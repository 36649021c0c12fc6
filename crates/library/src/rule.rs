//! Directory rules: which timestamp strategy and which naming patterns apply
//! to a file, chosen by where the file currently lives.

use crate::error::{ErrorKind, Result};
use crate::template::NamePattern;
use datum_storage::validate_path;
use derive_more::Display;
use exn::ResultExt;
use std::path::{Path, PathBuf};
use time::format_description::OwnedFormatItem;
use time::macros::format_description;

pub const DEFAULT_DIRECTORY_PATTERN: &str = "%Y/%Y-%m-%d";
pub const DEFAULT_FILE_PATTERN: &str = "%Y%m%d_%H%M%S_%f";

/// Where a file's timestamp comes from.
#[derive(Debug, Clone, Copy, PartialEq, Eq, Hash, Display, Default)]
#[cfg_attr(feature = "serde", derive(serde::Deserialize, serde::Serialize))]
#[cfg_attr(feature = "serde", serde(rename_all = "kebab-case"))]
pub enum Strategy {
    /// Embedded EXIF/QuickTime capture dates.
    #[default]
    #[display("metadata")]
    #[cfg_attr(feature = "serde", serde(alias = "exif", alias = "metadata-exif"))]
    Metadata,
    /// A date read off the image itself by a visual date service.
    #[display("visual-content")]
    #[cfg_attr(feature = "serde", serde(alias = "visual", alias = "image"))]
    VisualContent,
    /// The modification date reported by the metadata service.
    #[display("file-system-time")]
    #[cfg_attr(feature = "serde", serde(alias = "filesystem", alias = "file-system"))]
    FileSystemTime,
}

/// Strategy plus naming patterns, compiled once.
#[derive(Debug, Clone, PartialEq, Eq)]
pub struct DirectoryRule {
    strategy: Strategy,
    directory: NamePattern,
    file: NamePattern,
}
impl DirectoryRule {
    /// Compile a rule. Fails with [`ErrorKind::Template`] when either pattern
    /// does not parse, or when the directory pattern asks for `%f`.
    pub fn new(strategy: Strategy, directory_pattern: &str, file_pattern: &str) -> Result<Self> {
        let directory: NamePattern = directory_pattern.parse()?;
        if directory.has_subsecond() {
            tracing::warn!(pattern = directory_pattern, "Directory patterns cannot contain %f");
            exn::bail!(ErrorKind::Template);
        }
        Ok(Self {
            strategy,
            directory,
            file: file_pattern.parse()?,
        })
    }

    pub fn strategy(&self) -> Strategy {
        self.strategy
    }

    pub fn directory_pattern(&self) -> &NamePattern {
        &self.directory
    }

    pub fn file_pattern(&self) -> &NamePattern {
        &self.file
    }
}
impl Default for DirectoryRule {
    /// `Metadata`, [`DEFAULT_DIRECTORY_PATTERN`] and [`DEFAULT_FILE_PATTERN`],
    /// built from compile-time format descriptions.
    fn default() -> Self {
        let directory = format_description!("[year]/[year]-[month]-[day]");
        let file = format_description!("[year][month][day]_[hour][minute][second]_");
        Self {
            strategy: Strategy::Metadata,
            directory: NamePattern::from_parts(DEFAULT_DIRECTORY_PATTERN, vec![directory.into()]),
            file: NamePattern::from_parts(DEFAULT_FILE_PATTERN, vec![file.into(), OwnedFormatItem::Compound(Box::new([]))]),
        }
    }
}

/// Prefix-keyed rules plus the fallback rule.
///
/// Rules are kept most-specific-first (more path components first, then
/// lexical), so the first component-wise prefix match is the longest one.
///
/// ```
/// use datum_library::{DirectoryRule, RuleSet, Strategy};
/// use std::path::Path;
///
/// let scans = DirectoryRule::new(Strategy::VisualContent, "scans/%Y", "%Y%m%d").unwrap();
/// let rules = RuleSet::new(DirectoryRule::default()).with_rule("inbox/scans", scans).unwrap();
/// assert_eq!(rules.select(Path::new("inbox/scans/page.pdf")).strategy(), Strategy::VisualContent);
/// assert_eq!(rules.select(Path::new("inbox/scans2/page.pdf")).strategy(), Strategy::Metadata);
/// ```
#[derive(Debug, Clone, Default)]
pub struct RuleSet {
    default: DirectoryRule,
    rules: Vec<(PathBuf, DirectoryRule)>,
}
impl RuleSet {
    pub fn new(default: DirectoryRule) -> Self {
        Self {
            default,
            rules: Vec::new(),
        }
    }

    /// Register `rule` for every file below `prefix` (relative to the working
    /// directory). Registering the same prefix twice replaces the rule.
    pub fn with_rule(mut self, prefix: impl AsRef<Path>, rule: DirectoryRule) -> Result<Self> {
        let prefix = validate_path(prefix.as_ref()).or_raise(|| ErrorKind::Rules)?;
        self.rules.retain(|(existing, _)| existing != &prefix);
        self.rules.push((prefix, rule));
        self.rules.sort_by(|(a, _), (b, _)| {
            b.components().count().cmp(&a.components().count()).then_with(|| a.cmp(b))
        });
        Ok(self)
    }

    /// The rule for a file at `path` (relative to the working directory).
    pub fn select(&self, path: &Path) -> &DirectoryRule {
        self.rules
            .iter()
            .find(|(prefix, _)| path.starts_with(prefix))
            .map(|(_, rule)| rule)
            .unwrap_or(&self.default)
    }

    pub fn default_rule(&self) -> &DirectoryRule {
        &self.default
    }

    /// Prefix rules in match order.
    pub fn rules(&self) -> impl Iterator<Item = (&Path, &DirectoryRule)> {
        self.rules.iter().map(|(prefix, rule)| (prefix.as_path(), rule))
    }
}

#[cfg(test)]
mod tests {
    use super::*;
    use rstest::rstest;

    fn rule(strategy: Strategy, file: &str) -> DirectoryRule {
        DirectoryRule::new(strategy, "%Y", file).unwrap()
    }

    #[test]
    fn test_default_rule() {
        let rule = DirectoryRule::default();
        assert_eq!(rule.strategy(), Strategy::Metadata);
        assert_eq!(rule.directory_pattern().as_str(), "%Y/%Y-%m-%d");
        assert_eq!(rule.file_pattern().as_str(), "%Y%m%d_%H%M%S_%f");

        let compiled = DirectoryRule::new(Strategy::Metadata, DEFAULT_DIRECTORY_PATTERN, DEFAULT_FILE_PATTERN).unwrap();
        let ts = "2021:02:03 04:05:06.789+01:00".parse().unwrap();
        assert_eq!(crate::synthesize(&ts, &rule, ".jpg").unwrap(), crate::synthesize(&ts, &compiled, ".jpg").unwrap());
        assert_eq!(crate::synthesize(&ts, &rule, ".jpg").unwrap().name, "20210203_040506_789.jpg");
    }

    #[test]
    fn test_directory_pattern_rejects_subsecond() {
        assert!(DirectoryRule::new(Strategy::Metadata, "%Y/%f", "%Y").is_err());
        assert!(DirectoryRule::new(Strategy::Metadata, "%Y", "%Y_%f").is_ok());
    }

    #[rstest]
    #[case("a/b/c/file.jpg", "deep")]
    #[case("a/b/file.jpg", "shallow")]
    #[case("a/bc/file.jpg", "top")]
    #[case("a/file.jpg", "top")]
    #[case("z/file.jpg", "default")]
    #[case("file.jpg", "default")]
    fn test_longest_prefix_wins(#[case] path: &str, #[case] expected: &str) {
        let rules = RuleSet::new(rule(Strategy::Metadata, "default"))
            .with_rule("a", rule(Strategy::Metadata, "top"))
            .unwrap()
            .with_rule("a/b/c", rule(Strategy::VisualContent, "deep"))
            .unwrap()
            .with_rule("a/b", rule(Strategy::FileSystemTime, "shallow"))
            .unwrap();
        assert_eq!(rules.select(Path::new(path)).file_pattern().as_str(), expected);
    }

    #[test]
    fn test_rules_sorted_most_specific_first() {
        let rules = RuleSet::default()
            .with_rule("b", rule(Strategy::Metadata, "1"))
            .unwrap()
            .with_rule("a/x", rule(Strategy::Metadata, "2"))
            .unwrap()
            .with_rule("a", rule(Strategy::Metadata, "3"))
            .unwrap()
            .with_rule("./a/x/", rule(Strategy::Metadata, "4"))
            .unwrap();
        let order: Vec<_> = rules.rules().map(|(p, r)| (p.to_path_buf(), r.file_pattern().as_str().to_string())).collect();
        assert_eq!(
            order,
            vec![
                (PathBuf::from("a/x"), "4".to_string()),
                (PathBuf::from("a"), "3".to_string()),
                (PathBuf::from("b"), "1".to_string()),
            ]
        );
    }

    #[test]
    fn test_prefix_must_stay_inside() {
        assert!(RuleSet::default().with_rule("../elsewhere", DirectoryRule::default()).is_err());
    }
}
+-------+
=== PROBLEM REQUIREMENTS ===
State the number of lines in the data that include the string "shallow", and add nothing else.

=== TASK RESPONSE ===
2